Once again, I used a directional print because I like to make things difficult, but it totally made my day when I realized I did this. I couldn't repeat it if I tried.

At this point, I finally got my first real look at the quilt put together.

If I had made my blocks smaller, I might have added another border of the wallpaper, but I was close to king size at this point!

I amused myself while putting the blocks together. I imagined Mrs. Gentry playing I Spy with her new granddaughter on the quilt, so I hope the juxtaposition of some of these print makes her smile.

Coffee and Educators = Perfect Match.

Smart Princesses.

Landing on Mars.

Donuts or oranges? Eat it all!

Many hands will miss her.

Including my son, the aspiring rocket scientist.

Because time was getting very tight, I quilted straight lines 2" apart, stopping to avoid quilting over the photos and book covers. I stitched in the ditch around those.

For the binding I used the same print as the wallpaper. I love how it makes the yellow-green circles on the back look gold.

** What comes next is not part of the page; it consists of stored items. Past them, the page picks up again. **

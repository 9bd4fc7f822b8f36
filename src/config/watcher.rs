//! Configuration file watcher for hot reload of the response definition.

use std::path::{Path, PathBuf};
use std::sync::Arc;
use std::time::Duration;

use notify::{Config, Event, RecommendedWatcher, RecursiveMode, Watcher};

use crate::config::loader::load_config;
use crate::handler::StaticResponseGenerator;

/// Reloads `[response]` into a live generator whenever the file changes.
pub struct ConfigWatcher {
    path: PathBuf,
    generator: Arc<StaticResponseGenerator>,
}

impl ConfigWatcher {
    pub fn new(path: &Path, generator: Arc<StaticResponseGenerator>) -> Self {
        Self {
            path: path.to_path_buf(),
            generator,
        }
    }

    /// Apply the file's current contents. Invalid files leave the live
    /// response untouched.
    pub fn reload(&self) -> bool {
        match load_config(&self.path) {
            Ok(config) => match config.response {
                Some(response) => {
                    self.generator.update(response);
                    true
                }
                None => false,
            },
            Err(e) => {
                tracing::error!(
                    path = ?self.path,
                    error = %e,
                    "Failed to reload config, keeping current response"
                );
                false
            }
        }
    }

    /// Start watching. The returned watcher must be kept alive.
    pub fn spawn(self) -> Result<RecommendedWatcher, notify::Error> {
        let path = self.path.clone();
        let mut watcher = RecommendedWatcher::new(
            move |res: notify::Result<Event>| match res {
                Ok(event) if event.kind.is_modify() || event.kind.is_create() => {
                    tracing::info!("Config file change detected, reloading...");
                    self.reload();
                }
                Ok(_) => {}
                Err(e) => tracing::error!("Watch error: {:?}", e),
            },
            Config::default().with_poll_interval(Duration::from_secs(2)),
        )?;

        watcher.watch(&path, RecursiveMode::NonRecursive)?;
        tracing::info!(path = ?path, "Config watcher started");
        Ok(watcher)
    }
}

I finished at 2am the morning before I planned to deliver it.

D and I were up bright and early to take pictures in the morning light.

Mrs. Gentry was surprised and very touched.

I think we all felt like her on this morning. She has such a gift for making each child feel loved, special, and smart. Countless children know how to read because of the time she has spent encouraging them and finding the perfect book to help them fall in love with reading. Our school family will miss her so much.

Later in the day, when we were all composed, we took a more dignified picture.

On the last day of school, I was touched to see that she had displayed the quilt in the hallway, where other appreciative families offered their own cards and gifts.

Happy retirement, Mrs. Gentry! We love you and thank you for a career of loving and inspiring our kids. We hope your retirement is filled with joy and happy times with your family.